[Activity] How many lines in the data below include the word "long"? State the number alone.

[Stored data]
Segment Open
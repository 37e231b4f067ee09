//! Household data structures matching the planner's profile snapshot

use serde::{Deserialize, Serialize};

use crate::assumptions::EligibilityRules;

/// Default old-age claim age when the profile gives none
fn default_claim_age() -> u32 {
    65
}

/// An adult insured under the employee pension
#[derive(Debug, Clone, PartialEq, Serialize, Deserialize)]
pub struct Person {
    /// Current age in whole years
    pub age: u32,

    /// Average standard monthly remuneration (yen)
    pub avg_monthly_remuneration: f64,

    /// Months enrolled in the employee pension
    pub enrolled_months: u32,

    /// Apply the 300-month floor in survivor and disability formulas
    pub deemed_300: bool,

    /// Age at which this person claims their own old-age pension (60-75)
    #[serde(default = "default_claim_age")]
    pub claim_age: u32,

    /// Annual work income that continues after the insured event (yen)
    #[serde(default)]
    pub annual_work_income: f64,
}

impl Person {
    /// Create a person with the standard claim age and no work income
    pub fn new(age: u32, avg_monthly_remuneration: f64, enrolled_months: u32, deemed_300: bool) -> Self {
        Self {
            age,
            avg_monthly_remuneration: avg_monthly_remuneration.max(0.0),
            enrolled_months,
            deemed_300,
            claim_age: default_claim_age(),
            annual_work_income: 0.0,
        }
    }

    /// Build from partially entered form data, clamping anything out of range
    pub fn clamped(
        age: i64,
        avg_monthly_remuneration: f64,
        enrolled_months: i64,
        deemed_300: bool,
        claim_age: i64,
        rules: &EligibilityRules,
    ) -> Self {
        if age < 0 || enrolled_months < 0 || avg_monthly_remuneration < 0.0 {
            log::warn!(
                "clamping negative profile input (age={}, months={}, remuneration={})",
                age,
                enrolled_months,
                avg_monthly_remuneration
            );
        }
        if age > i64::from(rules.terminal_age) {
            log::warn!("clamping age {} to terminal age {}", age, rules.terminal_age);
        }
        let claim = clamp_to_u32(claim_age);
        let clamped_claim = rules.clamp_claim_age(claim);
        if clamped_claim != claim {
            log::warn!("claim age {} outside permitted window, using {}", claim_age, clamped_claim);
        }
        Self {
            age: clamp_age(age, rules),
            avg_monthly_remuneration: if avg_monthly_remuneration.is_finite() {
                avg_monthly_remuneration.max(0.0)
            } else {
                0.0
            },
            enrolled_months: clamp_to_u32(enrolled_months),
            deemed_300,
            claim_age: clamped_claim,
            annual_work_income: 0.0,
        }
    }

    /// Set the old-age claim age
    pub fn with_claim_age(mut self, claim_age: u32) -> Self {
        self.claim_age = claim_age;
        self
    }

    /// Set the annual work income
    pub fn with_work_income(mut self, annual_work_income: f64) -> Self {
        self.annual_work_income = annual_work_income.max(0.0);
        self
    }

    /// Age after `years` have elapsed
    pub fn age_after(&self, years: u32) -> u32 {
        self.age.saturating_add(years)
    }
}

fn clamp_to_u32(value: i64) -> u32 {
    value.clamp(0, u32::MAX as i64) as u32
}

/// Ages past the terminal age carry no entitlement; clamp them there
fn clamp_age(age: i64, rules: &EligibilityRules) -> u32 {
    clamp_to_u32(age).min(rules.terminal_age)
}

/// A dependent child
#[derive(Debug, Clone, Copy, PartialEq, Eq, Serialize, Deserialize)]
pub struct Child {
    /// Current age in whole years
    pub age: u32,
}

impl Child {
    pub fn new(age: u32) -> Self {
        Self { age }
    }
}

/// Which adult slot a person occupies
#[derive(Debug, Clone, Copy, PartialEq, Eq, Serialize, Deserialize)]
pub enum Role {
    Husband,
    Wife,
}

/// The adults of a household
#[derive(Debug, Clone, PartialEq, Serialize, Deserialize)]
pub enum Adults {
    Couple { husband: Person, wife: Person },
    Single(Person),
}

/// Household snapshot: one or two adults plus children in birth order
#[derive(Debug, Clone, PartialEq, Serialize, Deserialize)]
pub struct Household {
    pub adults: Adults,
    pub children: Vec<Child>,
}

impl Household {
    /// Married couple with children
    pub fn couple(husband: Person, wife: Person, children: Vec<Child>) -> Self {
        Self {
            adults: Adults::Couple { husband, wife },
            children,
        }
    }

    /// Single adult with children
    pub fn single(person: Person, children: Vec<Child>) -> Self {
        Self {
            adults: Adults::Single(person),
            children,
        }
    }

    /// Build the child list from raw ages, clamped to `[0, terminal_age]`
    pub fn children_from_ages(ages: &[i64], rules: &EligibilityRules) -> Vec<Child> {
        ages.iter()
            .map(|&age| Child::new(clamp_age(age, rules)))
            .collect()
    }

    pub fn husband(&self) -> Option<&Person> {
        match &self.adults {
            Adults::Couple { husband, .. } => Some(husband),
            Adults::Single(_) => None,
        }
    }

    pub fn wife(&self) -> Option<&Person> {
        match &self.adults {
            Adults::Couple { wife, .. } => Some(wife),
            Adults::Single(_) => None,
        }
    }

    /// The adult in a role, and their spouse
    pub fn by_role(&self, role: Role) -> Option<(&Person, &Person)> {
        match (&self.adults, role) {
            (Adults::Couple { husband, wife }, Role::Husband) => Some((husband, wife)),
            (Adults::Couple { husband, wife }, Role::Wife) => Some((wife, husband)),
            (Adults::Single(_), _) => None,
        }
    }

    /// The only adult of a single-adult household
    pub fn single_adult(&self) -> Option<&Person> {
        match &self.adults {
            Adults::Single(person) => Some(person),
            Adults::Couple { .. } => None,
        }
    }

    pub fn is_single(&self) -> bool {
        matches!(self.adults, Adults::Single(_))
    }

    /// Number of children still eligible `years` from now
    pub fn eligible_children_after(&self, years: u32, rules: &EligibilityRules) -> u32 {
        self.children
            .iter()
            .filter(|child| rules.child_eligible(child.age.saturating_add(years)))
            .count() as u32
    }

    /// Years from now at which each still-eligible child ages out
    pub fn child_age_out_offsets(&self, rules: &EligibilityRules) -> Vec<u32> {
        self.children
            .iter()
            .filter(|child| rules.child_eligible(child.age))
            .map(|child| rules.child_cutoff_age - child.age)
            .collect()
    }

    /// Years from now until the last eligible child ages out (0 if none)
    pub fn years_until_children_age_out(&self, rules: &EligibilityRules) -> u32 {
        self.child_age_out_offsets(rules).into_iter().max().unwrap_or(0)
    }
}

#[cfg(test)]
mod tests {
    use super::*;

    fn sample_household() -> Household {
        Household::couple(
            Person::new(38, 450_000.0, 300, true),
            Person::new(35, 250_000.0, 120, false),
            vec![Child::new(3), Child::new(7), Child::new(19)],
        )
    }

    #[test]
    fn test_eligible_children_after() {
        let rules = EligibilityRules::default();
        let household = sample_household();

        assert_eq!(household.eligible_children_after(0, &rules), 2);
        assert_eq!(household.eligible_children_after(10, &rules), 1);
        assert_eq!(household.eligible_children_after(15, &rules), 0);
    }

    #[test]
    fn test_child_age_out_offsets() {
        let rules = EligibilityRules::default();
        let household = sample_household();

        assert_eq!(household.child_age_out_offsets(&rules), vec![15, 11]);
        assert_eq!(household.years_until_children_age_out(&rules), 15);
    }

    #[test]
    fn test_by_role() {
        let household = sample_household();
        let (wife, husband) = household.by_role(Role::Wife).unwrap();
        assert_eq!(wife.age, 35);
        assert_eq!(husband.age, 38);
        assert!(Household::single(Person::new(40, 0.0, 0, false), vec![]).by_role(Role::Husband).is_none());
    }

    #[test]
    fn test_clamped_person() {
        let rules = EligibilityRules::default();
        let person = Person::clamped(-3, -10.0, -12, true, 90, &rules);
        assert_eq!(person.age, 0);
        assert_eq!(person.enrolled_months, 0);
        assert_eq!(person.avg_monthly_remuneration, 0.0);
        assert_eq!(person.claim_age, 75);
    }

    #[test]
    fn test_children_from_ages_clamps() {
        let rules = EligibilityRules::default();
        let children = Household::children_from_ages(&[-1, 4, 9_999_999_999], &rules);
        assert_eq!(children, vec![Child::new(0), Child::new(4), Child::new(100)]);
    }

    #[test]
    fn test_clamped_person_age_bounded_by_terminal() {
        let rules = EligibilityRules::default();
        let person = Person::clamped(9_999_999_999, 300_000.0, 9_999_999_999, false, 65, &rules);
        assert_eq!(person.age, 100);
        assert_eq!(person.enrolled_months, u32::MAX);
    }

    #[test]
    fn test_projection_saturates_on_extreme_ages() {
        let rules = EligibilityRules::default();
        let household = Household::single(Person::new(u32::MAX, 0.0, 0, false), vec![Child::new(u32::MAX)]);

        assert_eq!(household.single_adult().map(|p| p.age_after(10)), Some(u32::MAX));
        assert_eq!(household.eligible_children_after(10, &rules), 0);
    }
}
Segment Closed
Segment Open
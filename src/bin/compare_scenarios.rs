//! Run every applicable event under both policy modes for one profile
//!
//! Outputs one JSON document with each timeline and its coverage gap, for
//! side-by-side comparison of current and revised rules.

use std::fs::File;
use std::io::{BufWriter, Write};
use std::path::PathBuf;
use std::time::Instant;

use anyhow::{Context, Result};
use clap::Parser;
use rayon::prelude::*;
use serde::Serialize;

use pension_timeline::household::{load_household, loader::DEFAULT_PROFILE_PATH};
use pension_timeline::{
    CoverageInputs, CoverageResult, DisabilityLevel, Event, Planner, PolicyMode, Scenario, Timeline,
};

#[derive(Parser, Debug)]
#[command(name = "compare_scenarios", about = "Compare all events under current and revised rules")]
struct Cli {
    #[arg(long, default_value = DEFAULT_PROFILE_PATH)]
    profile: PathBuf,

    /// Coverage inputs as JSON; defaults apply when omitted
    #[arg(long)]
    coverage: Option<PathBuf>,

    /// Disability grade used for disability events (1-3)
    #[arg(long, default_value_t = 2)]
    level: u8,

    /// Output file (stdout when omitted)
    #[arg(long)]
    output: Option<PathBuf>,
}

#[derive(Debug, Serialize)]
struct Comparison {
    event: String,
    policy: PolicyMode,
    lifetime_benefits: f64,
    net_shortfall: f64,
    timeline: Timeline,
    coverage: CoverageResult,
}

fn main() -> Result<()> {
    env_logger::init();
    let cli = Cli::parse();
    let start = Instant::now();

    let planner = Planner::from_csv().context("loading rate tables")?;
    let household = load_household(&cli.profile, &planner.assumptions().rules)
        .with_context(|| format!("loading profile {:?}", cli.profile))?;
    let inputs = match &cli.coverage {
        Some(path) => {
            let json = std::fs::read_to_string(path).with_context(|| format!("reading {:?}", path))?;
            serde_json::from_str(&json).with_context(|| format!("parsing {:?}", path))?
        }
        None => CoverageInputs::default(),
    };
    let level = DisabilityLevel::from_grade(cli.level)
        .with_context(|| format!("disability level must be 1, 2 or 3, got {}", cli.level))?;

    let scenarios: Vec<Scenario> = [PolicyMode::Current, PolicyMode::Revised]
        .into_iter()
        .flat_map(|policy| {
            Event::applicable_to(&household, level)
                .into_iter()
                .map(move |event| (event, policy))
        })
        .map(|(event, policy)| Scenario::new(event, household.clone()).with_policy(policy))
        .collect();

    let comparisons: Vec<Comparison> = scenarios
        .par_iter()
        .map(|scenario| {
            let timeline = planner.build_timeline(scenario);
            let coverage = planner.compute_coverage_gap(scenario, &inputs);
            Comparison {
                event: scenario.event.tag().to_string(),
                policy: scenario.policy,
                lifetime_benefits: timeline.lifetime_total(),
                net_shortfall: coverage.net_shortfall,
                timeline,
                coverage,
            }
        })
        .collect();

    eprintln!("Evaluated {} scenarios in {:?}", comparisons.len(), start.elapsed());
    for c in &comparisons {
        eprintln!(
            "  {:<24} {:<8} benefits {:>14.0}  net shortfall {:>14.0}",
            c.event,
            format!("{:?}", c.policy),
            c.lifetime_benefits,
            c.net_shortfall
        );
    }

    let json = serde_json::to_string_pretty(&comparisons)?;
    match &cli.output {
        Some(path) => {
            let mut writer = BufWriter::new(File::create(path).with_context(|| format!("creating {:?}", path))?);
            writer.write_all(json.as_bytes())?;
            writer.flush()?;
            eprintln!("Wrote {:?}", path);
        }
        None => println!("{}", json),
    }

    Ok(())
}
Segment Closed
Segment Open
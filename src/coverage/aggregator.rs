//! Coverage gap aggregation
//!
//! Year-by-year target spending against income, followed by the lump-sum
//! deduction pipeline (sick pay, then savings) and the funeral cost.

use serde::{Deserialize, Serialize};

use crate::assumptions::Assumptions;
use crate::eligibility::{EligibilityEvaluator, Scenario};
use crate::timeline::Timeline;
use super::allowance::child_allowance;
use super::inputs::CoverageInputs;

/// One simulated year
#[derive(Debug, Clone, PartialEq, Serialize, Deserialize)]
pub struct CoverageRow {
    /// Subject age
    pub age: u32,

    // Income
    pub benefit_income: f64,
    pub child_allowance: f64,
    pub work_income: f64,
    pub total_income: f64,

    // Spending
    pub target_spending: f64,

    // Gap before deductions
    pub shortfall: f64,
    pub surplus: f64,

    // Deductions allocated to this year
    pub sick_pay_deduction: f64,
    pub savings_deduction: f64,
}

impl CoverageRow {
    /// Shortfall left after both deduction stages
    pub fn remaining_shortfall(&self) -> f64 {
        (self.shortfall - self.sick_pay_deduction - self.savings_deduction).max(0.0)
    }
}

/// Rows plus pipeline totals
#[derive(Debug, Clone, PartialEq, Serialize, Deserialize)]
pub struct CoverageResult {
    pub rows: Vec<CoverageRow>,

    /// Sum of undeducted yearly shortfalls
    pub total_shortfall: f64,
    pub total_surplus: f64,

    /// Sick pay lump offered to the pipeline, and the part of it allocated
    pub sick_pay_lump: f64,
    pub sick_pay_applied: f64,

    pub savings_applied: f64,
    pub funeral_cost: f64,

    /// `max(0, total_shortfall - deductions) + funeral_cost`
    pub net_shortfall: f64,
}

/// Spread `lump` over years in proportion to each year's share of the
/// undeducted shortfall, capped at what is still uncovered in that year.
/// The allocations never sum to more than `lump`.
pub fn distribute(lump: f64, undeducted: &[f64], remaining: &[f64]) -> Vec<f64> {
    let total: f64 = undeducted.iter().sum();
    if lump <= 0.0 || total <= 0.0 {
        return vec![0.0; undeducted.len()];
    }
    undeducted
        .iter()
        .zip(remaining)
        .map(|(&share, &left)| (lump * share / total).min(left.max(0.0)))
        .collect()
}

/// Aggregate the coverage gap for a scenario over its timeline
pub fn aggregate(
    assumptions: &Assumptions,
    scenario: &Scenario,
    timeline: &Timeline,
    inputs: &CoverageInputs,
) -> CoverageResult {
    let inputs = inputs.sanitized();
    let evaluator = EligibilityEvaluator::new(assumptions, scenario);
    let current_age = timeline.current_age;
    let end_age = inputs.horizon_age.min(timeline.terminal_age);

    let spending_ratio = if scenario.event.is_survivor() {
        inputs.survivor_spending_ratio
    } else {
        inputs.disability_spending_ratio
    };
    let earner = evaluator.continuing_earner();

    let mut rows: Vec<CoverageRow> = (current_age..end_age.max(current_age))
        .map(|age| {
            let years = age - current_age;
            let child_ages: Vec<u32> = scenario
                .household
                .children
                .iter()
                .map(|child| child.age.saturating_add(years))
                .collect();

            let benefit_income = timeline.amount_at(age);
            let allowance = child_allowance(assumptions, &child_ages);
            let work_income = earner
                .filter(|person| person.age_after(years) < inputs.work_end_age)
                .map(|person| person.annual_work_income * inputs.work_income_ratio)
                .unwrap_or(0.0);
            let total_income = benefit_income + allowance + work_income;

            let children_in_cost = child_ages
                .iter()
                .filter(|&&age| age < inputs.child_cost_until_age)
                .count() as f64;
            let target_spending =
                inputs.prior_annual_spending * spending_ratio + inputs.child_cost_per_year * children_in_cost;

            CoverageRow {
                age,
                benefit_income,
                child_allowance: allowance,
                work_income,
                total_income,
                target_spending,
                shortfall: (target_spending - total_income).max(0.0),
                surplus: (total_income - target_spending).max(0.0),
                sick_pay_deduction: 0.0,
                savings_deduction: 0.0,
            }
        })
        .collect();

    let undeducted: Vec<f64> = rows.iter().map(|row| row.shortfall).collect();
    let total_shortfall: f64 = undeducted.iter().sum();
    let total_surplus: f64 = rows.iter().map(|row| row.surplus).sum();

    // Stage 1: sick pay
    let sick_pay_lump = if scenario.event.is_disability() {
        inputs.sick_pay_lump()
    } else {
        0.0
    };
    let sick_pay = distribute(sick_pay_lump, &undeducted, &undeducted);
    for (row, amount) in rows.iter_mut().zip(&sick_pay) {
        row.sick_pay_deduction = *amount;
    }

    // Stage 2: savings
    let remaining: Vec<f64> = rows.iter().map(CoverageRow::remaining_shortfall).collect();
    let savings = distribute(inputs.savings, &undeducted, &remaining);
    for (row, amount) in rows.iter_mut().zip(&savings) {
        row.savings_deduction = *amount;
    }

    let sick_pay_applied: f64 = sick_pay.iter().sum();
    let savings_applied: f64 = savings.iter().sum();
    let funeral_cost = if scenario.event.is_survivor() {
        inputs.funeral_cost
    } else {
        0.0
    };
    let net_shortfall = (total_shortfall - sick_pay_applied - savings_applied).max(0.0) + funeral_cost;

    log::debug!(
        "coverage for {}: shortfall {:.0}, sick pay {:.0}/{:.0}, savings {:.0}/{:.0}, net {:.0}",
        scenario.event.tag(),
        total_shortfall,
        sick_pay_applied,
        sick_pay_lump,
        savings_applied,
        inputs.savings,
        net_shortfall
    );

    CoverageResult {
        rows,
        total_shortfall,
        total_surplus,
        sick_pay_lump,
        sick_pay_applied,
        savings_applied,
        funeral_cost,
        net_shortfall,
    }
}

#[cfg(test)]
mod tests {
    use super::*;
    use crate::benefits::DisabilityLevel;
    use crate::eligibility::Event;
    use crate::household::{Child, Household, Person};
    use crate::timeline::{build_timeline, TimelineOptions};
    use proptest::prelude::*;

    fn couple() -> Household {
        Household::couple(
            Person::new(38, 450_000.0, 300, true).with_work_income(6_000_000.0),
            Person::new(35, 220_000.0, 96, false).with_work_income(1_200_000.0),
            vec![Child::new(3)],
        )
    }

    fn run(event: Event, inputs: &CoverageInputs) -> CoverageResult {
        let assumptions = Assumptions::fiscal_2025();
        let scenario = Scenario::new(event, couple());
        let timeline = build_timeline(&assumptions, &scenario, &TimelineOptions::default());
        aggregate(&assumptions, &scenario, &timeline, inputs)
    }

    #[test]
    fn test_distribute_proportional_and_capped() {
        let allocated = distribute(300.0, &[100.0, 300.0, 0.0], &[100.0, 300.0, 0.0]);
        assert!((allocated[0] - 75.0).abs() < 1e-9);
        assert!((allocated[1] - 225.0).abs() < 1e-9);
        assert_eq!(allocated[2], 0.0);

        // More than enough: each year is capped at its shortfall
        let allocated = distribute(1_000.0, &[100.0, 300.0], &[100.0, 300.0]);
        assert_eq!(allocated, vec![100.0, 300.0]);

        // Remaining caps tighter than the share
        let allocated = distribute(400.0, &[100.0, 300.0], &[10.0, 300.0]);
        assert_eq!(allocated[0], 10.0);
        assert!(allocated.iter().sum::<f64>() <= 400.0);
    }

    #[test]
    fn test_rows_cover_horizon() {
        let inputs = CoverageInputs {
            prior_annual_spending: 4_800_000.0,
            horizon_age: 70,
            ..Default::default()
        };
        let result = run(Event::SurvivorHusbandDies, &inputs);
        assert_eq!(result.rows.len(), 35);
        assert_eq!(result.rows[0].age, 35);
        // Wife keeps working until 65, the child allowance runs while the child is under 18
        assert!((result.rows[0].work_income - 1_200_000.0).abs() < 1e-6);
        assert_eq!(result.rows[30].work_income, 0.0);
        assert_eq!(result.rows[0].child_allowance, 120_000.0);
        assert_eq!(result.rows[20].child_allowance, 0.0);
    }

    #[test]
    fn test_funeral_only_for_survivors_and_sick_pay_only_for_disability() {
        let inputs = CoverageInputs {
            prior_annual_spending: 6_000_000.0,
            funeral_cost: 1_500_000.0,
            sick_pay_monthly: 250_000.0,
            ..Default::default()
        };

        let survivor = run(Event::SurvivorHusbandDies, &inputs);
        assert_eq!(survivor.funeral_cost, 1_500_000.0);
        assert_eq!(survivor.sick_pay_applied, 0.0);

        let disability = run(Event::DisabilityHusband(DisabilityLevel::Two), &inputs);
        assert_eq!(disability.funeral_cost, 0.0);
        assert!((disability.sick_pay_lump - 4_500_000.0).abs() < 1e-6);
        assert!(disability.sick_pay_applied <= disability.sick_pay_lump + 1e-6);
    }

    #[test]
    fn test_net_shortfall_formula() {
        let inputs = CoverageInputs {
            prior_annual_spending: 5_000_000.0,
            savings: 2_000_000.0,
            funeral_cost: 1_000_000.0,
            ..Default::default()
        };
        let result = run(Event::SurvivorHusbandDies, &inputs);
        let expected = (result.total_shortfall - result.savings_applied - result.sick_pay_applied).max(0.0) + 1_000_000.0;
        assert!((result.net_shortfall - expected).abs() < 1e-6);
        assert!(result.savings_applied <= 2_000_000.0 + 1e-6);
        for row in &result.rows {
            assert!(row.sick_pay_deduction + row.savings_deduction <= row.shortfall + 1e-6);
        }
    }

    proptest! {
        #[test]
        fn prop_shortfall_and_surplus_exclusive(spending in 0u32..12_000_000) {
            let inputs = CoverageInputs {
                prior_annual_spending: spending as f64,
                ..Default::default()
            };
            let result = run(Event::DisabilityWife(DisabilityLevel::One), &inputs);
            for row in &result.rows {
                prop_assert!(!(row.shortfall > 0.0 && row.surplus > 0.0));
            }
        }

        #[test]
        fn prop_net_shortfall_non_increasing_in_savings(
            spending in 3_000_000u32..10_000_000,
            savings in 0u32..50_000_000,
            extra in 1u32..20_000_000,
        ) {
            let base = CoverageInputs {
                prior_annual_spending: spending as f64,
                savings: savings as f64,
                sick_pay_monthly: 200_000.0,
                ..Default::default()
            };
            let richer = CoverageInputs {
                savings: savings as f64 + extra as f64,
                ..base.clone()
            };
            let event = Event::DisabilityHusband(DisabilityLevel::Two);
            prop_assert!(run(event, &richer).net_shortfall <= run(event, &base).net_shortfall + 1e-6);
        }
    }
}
Segment Closed
[Written response] 4